As of patch #301 (and with changes since then), the canonical version of xterm has some unfortunate behavior changes surrounding the $SHELL environment variable and how xterm interacts with it. The full details are in the xterm manpage in the OPTIONS section, but the summary is that xterm now clears or changes $SHELL if the $SHELL value is not in /etc/shells, and sometimes even if it is. As far as I can tell, the decision tree goes like this:

  1. if xterm is (explicitly) running something that is in /etc/shells (as 'xterm /some/thing', not 'xterm -e /some/thing'), $SHELL will be rewritten to that thing.

  2. if xterm is running anything (including running $SHELL itself via being invoked as just 'xterm') and $SHELL is not in /etc/shells but your login shell is, $SHELL will be reset to your login shell.

  3. otherwise $SHELL will be removed from the environment, resulting in a shell environment with $SHELL unset.
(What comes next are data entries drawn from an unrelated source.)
pub mod models;
pub mod repository;
pub mod service;

use axum::extract::{Query, State};
use axum::http::StatusCode;
use axum::response::IntoResponse;
use axum::routing::get;
use axum::{Json, Router};
use chrono::Utc;
use serde::Deserialize;
use std::sync::Arc;
use validator::Validate;

use crate::shared::error::{validation_details, ApiError, FieldDetail};
use crate::shared::extract::{TicketPath, ValidJson};
use crate::shared::response::{parse_limit, parse_page, ApiResponse};
use crate::shared::state::AppState;

use self::models::{NewTicket, TicketChangeset};
use self::repository::TicketQuery;
use self::service::TicketService;

const LIST_DEFAULT_LIMIT: i64 = 10;
const LIST_MAX_LIMIT: i64 = 100;

#[derive(Debug, Deserialize, Validate)]
pub struct CreateTicketRequest {
    #[validate(length(min = 5, max = 80, message = "Title must be between 5 and 80 characters"))]
    pub title: String,
    #[validate(length(
        min = 20,
        max = 2000,
        message = "Description must be between 20 and 2000 characters"
    ))]
    pub description: String,
    pub priority: Option<String>,
}

impl CreateTicketRequest {
    pub fn into_new_ticket(self) -> Result<NewTicket, ApiError> {
        let mut details = match self.validate() {
            Ok(()) => Vec::new(),
            Err(errors) => validation_details(&errors),
        };
        let priority = parse_enum_field(
            self.priority,
            "priority",
            "Priority must be one of LOW, MEDIUM, HIGH",
            &mut details,
        )
        .unwrap_or_default();
        if !details.is_empty() {
            return Err(ApiError::validation(details));
        }
        Ok(NewTicket {
            title: self.title,
            description: self.description,
            priority,
        })
    }
}

#[derive(Debug, Default, Deserialize, Validate)]
pub struct UpdateTicketRequest {
    #[validate(length(min = 5, max = 80, message = "Title must be between 5 and 80 characters"))]
    pub title: Option<String>,
    #[validate(length(
        min = 20,
        max = 2000,
        message = "Description must be between 20 and 2000 characters"
    ))]
    pub description: Option<String>,
    pub status: Option<String>,
    pub priority: Option<String>,
}

impl UpdateTicketRequest {
    pub fn into_changeset(self) -> Result<TicketChangeset, ApiError> {
        let mut details = match self.validate() {
            Ok(()) => Vec::new(),
            Err(errors) => validation_details(&errors),
        };
        // Validation precedes any existence check: an empty payload is a
        // 400 even for an unknown ticket id.
        if self.title.is_none()
            && self.description.is_none()
            && self.status.is_none()
            && self.priority.is_none()
        {
            details.push(FieldDetail::new(
                "body",
                "At least one field must be provided for update",
            ));
        }
        let status = parse_enum_field(
            self.status,
            "status",
            "Status must be one of OPEN, IN_PROGRESS, RESOLVED",
            &mut details,
        );
        let priority = parse_enum_field(
            self.priority,
            "priority",
            "Priority must be one of LOW, MEDIUM, HIGH",
            &mut details,
        );
        if !details.is_empty() {
            return Err(ApiError::validation(details));
        }
        Ok(TicketChangeset {
            title: self.title,
            description: self.description,
            status,
            priority,
            updated_at: Utc::now(),
        })
    }
}

#[derive(Debug, Default, Deserialize)]
pub struct ListTicketsQuery {
    pub q: Option<String>,
    pub status: Option<String>,
    pub priority: Option<String>,
    pub sort: Option<String>,
    pub page: Option<String>,
    pub limit: Option<String>,
}

impl ListTicketsQuery {
    pub fn into_query(self) -> Result<TicketQuery, ApiError> {
        let mut details = Vec::new();
        let status = parse_enum_field(
            self.status,
            "status",
            "Status must be one of OPEN, IN_PROGRESS, RESOLVED",
            &mut details,
        );
        let priority = parse_enum_field(
            self.priority,
            "priority",
            "Priority must be one of LOW, MEDIUM, HIGH",
            &mut details,
        );
        let sort = parse_enum_field(
            self.sort,
            "sort",
            "Sort must be one of newest, oldest",
            &mut details,
        )
        .unwrap_or_default();
        let page = parse_page(self.page.as_deref()).unwrap_or_else(|d| {
            details.push(d);
            1
        });
        let limit = parse_limit(self.limit.as_deref(), LIST_DEFAULT_LIMIT, LIST_MAX_LIMIT)
            .unwrap_or_else(|d| {
                details.push(d);
                LIST_DEFAULT_LIMIT
            });
        if !details.is_empty() {
            return Err(ApiError::validation(details));
        }
        Ok(TicketQuery {
            q: self.q.filter(|q| !q.is_empty()),
            status,
            priority,
            sort,
            page,
            limit,
        })
    }
}

fn parse_enum_field<T: std::str::FromStr>(
    raw: Option<String>,
    field: &'static str,
    message: &'static str,
    details: &mut Vec<FieldDetail>,
) -> Option<T> {
    let raw = raw?;
    match raw.parse() {
        Ok(value) => Some(value),
        Err(_) => {
            details.push(FieldDetail::new(field, message));
            None
        }
    }
}

pub async fn create_ticket(
    State(state): State<Arc<AppState>>,
    ValidJson(req): ValidJson<CreateTicketRequest>,
) -> Result<impl IntoResponse, ApiError> {
    let data = req.into_new_ticket()?;
    let ticket = TicketService::new(state.conn.clone()).create(data)?;
    Ok((StatusCode::CREATED, Json(ApiResponse::with_data(ticket))))
}

pub async fn list_tickets(
    State(state): State<Arc<AppState>>,
    Query(query): Query<ListTicketsQuery>,
) -> Result<impl IntoResponse, ApiError> {
    let query = query.into_query()?;
    let (tickets, pagination) = TicketService::new(state.conn.clone()).list(&query)?;
    Ok(Json(ApiResponse::paginated(tickets, pagination)))
}

pub async fn get_ticket(
    State(state): State<Arc<AppState>>,
    TicketPath(id): TicketPath,
) -> Result<impl IntoResponse, ApiError> {
    let ticket = TicketService::new(state.conn.clone()).get(id)?;
    Ok(Json(ApiResponse::with_data(ticket)))
}

pub async fn update_ticket(
    State(state): State<Arc<AppState>>,
    TicketPath(id): TicketPath,
    ValidJson(req): ValidJson<UpdateTicketRequest>,
) -> Result<impl IntoResponse, ApiError> {
    let changeset = req.into_changeset()?;
    let ticket = TicketService::new(state.conn.clone()).update(id, changeset)?;
    Ok(Json(ApiResponse::with_data(ticket)))
}

pub async fn delete_ticket(
    State(state): State<Arc<AppState>>,
    TicketPath(id): TicketPath,
) -> Result<StatusCode, ApiError> {
    TicketService::new(state.conn.clone()).delete(id)?;
    Ok(StatusCode::NO_CONTENT)
}

pub fn configure_tickets_routes() -> Router<Arc<AppState>> {
    Router::new()
        .route("/api/tickets", get(list_tickets).post(create_ticket))
        .route(
            "/api/tickets/:id",
            get(get_ticket).patch(update_ticket).delete(delete_ticket),
        )
}

#[cfg(test)]
mod tests {
    use super::*;
    use crate::shared::enums::{TicketPriority, TicketStatus};
    use super::repository::SortOrder;

    fn valid_create() -> CreateTicketRequest {
        CreateTicketRequest {
            title: "Cannot login to app".to_string(),
            description: "After entering my credentials the page refreshes".to_string(),
            priority: Some("HIGH".to_string()),
        }
    }

    #[test]
    fn create_accepts_valid_input() {
        let data = valid_create().into_new_ticket().unwrap();
        assert_eq!(data.priority, TicketPriority::High);
        assert_eq!(data.title, "Cannot login to app");
    }

    #[test]
    fn create_defaults_priority_to_medium() {
        let mut req = valid_create();
        req.priority = None;
        let data = req.into_new_ticket().unwrap();
        assert_eq!(data.priority, TicketPriority::Medium);
    }

    #[test]
    fn create_enumerates_every_offending_field() {
        let req = CreateTicketRequest {
            title: "hey".to_string(),
            description: "too short".to_string(),
            priority: Some("URGENT".to_string()),
        };
        let Err(ApiError::Validation(details)) = req.into_new_ticket() else {
            panic!("expected validation failure");
        };
        let fields: Vec<&str> = details.iter().map(|d| d.field.as_str()).collect();
        assert!(fields.contains(&"title"));
        assert!(fields.contains(&"description"));
        assert!(fields.contains(&"priority"));
    }

    #[test]
    fn update_rejects_empty_payload() {
        let Err(ApiError::Validation(details)) =
            UpdateTicketRequest::default().into_changeset()
        else {
            panic!("expected validation failure");
        };
        assert_eq!(details.len(), 1);
        assert_eq!(details[0].field, "body");
    }

    #[test]
    fn update_accepts_status_only() {
        let req = UpdateTicketRequest {
            status: Some("RESOLVED".to_string()),
            ..Default::default()
        };
        let changeset = req.into_changeset().unwrap();
        assert_eq!(changeset.status, Some(TicketStatus::Resolved));
        assert!(changeset.title.is_none());
        assert!(changeset.priority.is_none());
    }

    #[test]
    fn update_rejects_unknown_status() {
        let req = UpdateTicketRequest {
            status: Some("CLOSED".to_string()),
            ..Default::default()
        };
        let Err(ApiError::Validation(details)) = req.into_changeset() else {
            panic!("expected validation failure");
        };
        assert_eq!(details[0].field, "status");
    }

    #[test]
    fn list_query_defaults() {
        let query = ListTicketsQuery::default().into_query().unwrap();
        assert_eq!(query.page, 1);
        assert_eq!(query.limit, 10);
        assert_eq!(query.sort, SortOrder::Newest);
        assert!(query.status.is_none());
        assert!(query.q.is_none());
    }

    #[test]
    fn list_query_parses_filters() {
        let raw = ListTicketsQuery {
            q: Some("login".to_string()),
            status: Some("OPEN".to_string()),
            priority: Some("HIGH".to_string()),
            sort: Some("oldest".to_string()),
            page: Some("2".to_string()),
            limit: Some("25".to_string()),
        };
        let query = raw.into_query().unwrap();
        assert_eq!(query.q.as_deref(), Some("login"));
        assert_eq!(query.status, Some(TicketStatus::Open));
        assert_eq!(query.priority, Some(TicketPriority::High));
        assert_eq!(query.sort, SortOrder::Oldest);
        assert_eq!(query.page, 2);
        assert_eq!(query.limit, 25);
    }

    #[test]
    fn list_query_drops_empty_search() {
        let raw = ListTicketsQuery {
            q: Some(String::new()),
            ..Default::default()
        };
        assert!(raw.into_query().unwrap().q.is_none());
    }

    #[test]
    fn list_query_rejects_out_of_range_paging() {
        let raw = ListTicketsQuery {
            page: Some("0".to_string()),
            limit: Some("101".to_string()),
            ..Default::default()
        };
        let Err(ApiError::Validation(details)) = raw.into_query() else {
            panic!("expected validation failure");
        };
        let fields: Vec<&str> = details.iter().map(|d| d.field.as_str()).collect();
        assert!(fields.contains(&"page"));
        assert!(fields.contains(&"limit"));
    }
}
This happens even if you run plain 'xterm' and so xterm is running $SHELL.

It is difficult for me to summarize concisely how wrong this is and how many ways it can cause problems. For a start, this is a misuse of /etc/shells, per my entry on what it is and isn't; /etc/shells is in no way a complete list of all of the shells (or all of the good shells) that are in use on the system. You cannot validate the contents of $SHELL against /etc/shells because that is not what /etc/shells is there for.

This xterm change causes significant problems for anyone with their shell set to something that is not in /etc/shells, anyone using an alternate personal shell (which is not in /etc/shells for obvious reasons), any program that assumes $SHELL is always set (historically a safe assumption), and any environment that assumes $SHELL is not reset when set to something non-standard such as a captive or special purpose 'shell'.

(Not all versions of chsh restrict you to what's in /etc/shells, for that matter; some will let you set other things if you really ask them to.)

If you fall into one or more of these categories and you use xterm, you're going to need to change your environment at some point. Unfortunately it seems unlikely that this change will be reverted, so if your version of Unix updates xterm at all you're going to have it sooner or later (so far only a few Linux distributions are recent enough to have it).

PS: Perhaps this should be my cue to switch to urxvt. However my almost-default configuration of it is still just enough different from xterm to be irritating for me, although maybe I could fix that with enough customization work. For example, I really want its double-click selection behavior to exactly match xterm because that's what my reflexes expect and demand by now. See also.

PPS: Yes, I do get quite irritated at abrupt incompatible changes in the behavior of long-standing Unix programs, at least when they affect me.